Tout commence en 2008, à Chiang Mai, dans le nord de la Thaïlande : une première machine à coudre, offerte. Découdre, recoudre, redécoudre — et ne plus s'arrêter.
Cette machine-là a voyagé. En 2013 elle arrive à Paris, posée sur une table basse dans un immeuble haussmannien du quinzième, et elle continue de coudre. L'école de mode suit ; la passion prend de la place, il faut déménager. Le nouvel atelier tient dans un couloir, et la machine de Chiang Mai n'y est plus seule : les premières machines professionnelles arrivent.

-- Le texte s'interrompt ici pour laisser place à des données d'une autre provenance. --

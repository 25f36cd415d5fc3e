//! Referential integrity rules applied when an entity is removed.
//!
//! | Removed | Rule |
//! |---------|------|
//! | Event | cascade: its tickets go with it; holders and groupings are detached |
//! | Venue | restrict: rejected while any event references it |
//! | Customer | [`CustomerDeletePolicy`]: cascade or release booked tickets (never those of a cancelled event) |
//! | Administrator | no dependents |
//! | Category | no cascade to events |
//!
//! The functions here are pure. A store calls them inside its delete path
//! and persists whatever they changed.

use serde::{Deserialize, Serialize};

use crate::domain::category::Category;
use crate::domain::event::Event;
use crate::domain::foundation::{CategoryId, DomainError, EventId, PersonId, TicketId, VenueId};
use crate::domain::person::{Customer, Person, PersonType};

/// What happens to a customer's booked tickets when the customer is deleted.
#[derive(Debug, Clone, Copy, Default, PartialEq, Eq, Serialize, Deserialize)]
#[serde(rename_all = "snake_case")]
pub enum CustomerDeletePolicy {
    /// Delete the booked tickets from their events.
    #[default]
    CascadeTickets,
    /// Return the booked tickets to the available pool.
    ReleaseTickets,
}

/// Tickets affected by a customer delete.
#[derive(Debug, Clone, Default, PartialEq, Eq)]
pub struct CustomerDeleteOutcome {
    pub deleted: Vec<TicketId>,
    pub released: Vec<TicketId>,
}

/// Restrict rule for venues.
///
/// # Errors
///
/// Returns `ReferentialViolation` listing the referencing events.
pub fn ensure_venue_unreferenced<'a>(
    venue_id: VenueId,
    events: impl IntoIterator<Item = &'a Event>,
) -> Result<(), DomainError> {
    let referencing: Vec<String> = events
        .into_iter()
        .filter(|e| e.venue_id() == Some(venue_id))
        .map(|e| e.id().to_string())
        .collect();

    if referencing.is_empty() {
        return Ok(());
    }

    Err(DomainError::referential_violation(format!(
        "Venue {} is referenced by {} event(s)",
        venue_id,
        referencing.len()
    ))
    .with_detail("venue_id", venue_id.to_string())
    .with_detail("event_ids", referencing.join(",")))
}

/// Applies `policy` to the tickets held by `customer`.
///
/// Returns the event ids that were modified alongside the outcome.
pub fn apply_customer_delete<'a>(
    customer: &Customer,
    events: impl IntoIterator<Item = &'a mut Event>,
    policy: CustomerDeletePolicy,
) -> (Vec<EventId>, CustomerDeleteOutcome) {
    let mut touched = Vec::new();
    let mut outcome = CustomerDeleteOutcome::default();

    for event in events {
        let mut changed = false;
        for ticket_id in customer.booked_tickets() {
            match policy {
                CustomerDeletePolicy::CascadeTickets => {
                    if event.remove_ticket(*ticket_id).is_some() {
                        outcome.deleted.push(*ticket_id);
                        changed = true;
                    }
                }
                CustomerDeletePolicy::ReleaseTickets => {
                    // Tickets of a cancelled event stay locked.
                    if event.release_ticket(*ticket_id) {
                        outcome.released.push(*ticket_id);
                        changed = true;
                    }
                }
            }
        }
        if changed {
            touched.push(event.id());
        }
    }

    (touched, outcome)
}

/// Detaches a removed event from everyone that referred to it.
///
/// Customers forget the event's tickets, administrators stop managing it and
/// categories drop it. Returns the ids of the persons and categories changed.
pub fn detach_event<'a, 'b>(
    event: &Event,
    persons: impl IntoIterator<Item = &'a mut Person>,
    categories: impl IntoIterator<Item = &'b mut Category>,
) -> DetachedEvent {
    let mut detached = DetachedEvent::default();
    let ticket_ids: Vec<TicketId> = event.tickets().iter().map(|t| t.id()).collect();

    for person in persons {
        let person_id = person.id();
        let changed = match person.person_type() {
            PersonType::Customer => person.as_customer_mut().is_some_and(|customer| {
                ticket_ids
                    .iter()
                    .fold(false, |acc, id| customer.forget_ticket(*id) || acc)
            }),
            PersonType::Administrator => person
                .as_administrator_mut()
                .is_some_and(|admin| admin.forget_event(event.id())),
        };
        if changed {
            detached.persons.push(person_id);
        }
    }

    for category in categories {
        if category.remove_event(event.id()) {
            detached.categories.push(category.id());
        }
    }

    detached
}

/// Entities changed by [`detach_event`].
#[derive(Debug, Clone, Default, PartialEq, Eq)]
pub struct DetachedEvent {
    pub persons: Vec<PersonId>,
    pub categories: Vec<CategoryId>,
}

#[cfg(test)]
mod tests {
    use super::*;
    use crate::domain::event::Ticket;
    use crate::domain::foundation::{ErrorCode, Money, Timestamp};
    use crate::domain::venue::{Address, Venue};

    fn event_with_tickets(prices: &[u64]) -> Event {
        let mut event = Event::new("Concert", Timestamp::now()).unwrap();
        for (i, price) in prices.iter().enumerate() {
            event
                .add_ticket(Ticket::new(Money::from_units(*price), format!("A{}", i)))
                .unwrap();
        }
        event
    }

    #[test]
    fn unreferenced_venue_may_be_removed() {
        let venue = Venue::new("Hall", Address::default(), 100).unwrap();
        let events = vec![event_with_tickets(&[10])];
        assert!(ensure_venue_unreferenced(venue.id(), &events).is_ok());
    }

    #[test]
    fn referenced_venue_is_restricted() {
        let venue = Venue::new("Hall", Address::default(), 100).unwrap();
        let events = vec![event_with_tickets(&[10]).with_venue(venue.id())];

        let err = ensure_venue_unreferenced(venue.id(), &events).unwrap_err();

        assert_eq!(err.code, ErrorCode::ReferentialViolation);
        assert_eq!(err.details.get("event_ids"), Some(&events[0].id().to_string()));
    }

    #[test]
    fn cascade_policy_deletes_booked_tickets() {
        let mut event = event_with_tickets(&[50, 70]);
        let booked_id = event.tickets()[0].id();
        let mut person = Person::new_customer("Jane", "jane@example.com").unwrap();
        let customer = person.as_customer_mut().unwrap();
        customer
            .book_ticket(event.ticket_mut(booked_id).unwrap())
            .unwrap();

        let mut events = vec![event];
        let (touched, outcome) = apply_customer_delete(
            person.as_customer().unwrap(),
            events.iter_mut(),
            CustomerDeletePolicy::CascadeTickets,
        );

        assert_eq!(touched, vec![events[0].id()]);
        assert_eq!(outcome.deleted, vec![booked_id]);
        assert_eq!(events[0].tickets().len(), 1);
    }

    #[test]
    fn release_policy_returns_tickets_to_pool() {
        let mut event = event_with_tickets(&[50]);
        let booked_id = event.tickets()[0].id();
        let mut person = Person::new_customer("Jane", "jane@example.com").unwrap();
        person
            .as_customer_mut()
            .unwrap()
            .book_ticket(event.ticket_mut(booked_id).unwrap())
            .unwrap();

        let mut events = vec![event];
        let (_, outcome) = apply_customer_delete(
            person.as_customer().unwrap(),
            events.iter_mut(),
            CustomerDeletePolicy::ReleaseTickets,
        );

        assert_eq!(outcome.released, vec![booked_id]);
        assert!(events[0].tickets()[0].is_available());
    }

    #[test]
    fn release_policy_keeps_cancelled_event_locked() {
        let mut event = event_with_tickets(&[50]);
        let booked_id = event.tickets()[0].id();
        let mut person = Person::new_customer("Jane", "jane@example.com").unwrap();
        person
            .as_customer_mut()
            .unwrap()
            .book_ticket(event.ticket_mut(booked_id).unwrap())
            .unwrap();
        event.mark_as_cancelled();

        let mut events = vec![event];
        let (touched, outcome) = apply_customer_delete(
            person.as_customer().unwrap(),
            events.iter_mut(),
            CustomerDeletePolicy::ReleaseTickets,
        );

        assert!(touched.is_empty());
        assert!(outcome.released.is_empty());
        assert!(!events[0].tickets()[0].is_available());
    }

    #[test]
    fn detach_event_cleans_up_references() {
        let mut event = event_with_tickets(&[50]);
        let ticket_id = event.tickets()[0].id();
        let mut customer = Person::new_customer("Jane", "jane@example.com").unwrap();
        customer
            .as_customer_mut()
            .unwrap()
            .book_ticket(event.ticket_mut(ticket_id).unwrap())
            .unwrap();
        let mut admin = Person::new_administrator("Admin", "admin@example.com").unwrap();
        admin.as_administrator_mut().unwrap().add_event(&event);
        let mut category = Category::new("Music").unwrap();
        category.add_event(event.id());

        let mut persons = vec![customer, admin];
        let mut categories = vec![category];
        let detached = detach_event(&event, persons.iter_mut(), categories.iter_mut());

        assert_eq!(detached.persons.len(), 2);
        assert_eq!(detached.categories.len(), 1);
        assert!(persons[0].as_customer().unwrap().booked_tickets().is_empty());
        assert!(persons[1].as_administrator().unwrap().managed_events().is_empty());
        assert!(categories[0].events().is_empty());
    }

    #[test]
    fn default_policy_is_cascade() {
        assert_eq!(CustomerDeletePolicy::default(), CustomerDeletePolicy::CascadeTickets);
    }
}
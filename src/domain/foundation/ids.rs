//! Strongly-typed identifier value objects.
//!
//! Every entity in the ticketing domain is keyed by a random UUID that is
//! assigned at construction and never changes afterwards.

use serde::{Deserialize, Serialize};
use std::fmt;
use std::str::FromStr;
use uuid::Uuid;

/// Declares a UUID-backed identifier newtype.
macro_rules! uuid_identifier {
    ($(#[$meta:meta])* $name:ident) => {
        $(#[$meta])*
        #[derive(Debug, Clone, Copy, PartialEq, Eq, PartialOrd, Ord, Hash, Serialize, Deserialize)]
        #[serde(transparent)]
        pub struct $name(Uuid);

        impl $name {
            /// Creates a new random identifier.
            pub fn new() -> Self {
                Self(Uuid::new_v4())
            }

            /// Creates an identifier from an existing UUID.
            pub fn from_uuid(uuid: Uuid) -> Self {
                Self(uuid)
            }

            /// Returns the inner UUID.
            pub fn as_uuid(&self) -> &Uuid {
                &self.0
            }
        }

        impl Default for $name {
            fn default() -> Self {
                Self::new()
            }
        }

        impl fmt::Display for $name {
            fn fmt(&self, f: &mut fmt::Formatter<'_>) -> fmt::Result {
                write!(f, "{}", self.0)
            }
        }

        impl FromStr for $name {
            type Err = uuid::Error;

            fn from_str(s: &str) -> Result<Self, Self::Err> {
                Ok(Self(Uuid::parse_str(s)?))
            }
        }
    };
}

uuid_identifier!(
    /// Unique identifier for a person (administrator or customer).
    PersonId
);

uuid_identifier!(
    /// Unique identifier for a venue address.
    AddressId
);

uuid_identifier!(
    /// Unique identifier for a venue.
    VenueId
);

uuid_identifier!(
    /// Unique identifier for an event category.
    CategoryId
);

uuid_identifier!(
    /// Unique identifier for an event.
    EventId
);

uuid_identifier!(
    /// Unique identifier for a ticket.
    TicketId
);
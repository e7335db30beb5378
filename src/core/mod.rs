pub mod middleware;

use crate::core::middleware::LoggingMiddleware;
use reqwest::Client;
use reqwest_middleware::{ClientBuilder, ClientWithMiddleware};

/// Builds the default HTTP client: a plain reqwest client with request logging.
///
/// No retry middleware is installed; each database call is a single attempt.
pub fn default_client() -> ClientWithMiddleware {
    ClientBuilder::new(Client::new())
        .with(LoggingMiddleware::new())
        .build()
}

Puis 2020. Les défilés s'annulent, les missions tombent, et un salon d'appartement devient un salon de couture. C'est l'année où Thaïlleuse est déclarée.
Au bout de dix ans, Paris n'est plus qu'un passage — une histoire d'amour dont on sort en s'aimant encore. Direction la Bretagne, mais par étapes : deux pièces pour les machines d'abord, en Loire-Atlantique ; puis un sous-sol en Bretagne Sud, côté cave, et jusqu'au parking enterré. À chaque fois un peu plus de place, et un peu plus sérieux.
En 2025, l'atelier cesse d'être une pièce prise dans un logement : c'est une maison entière, entourée de son jardin botanique. Dix-sept ans auront passé entre la table basse et la maison de couture.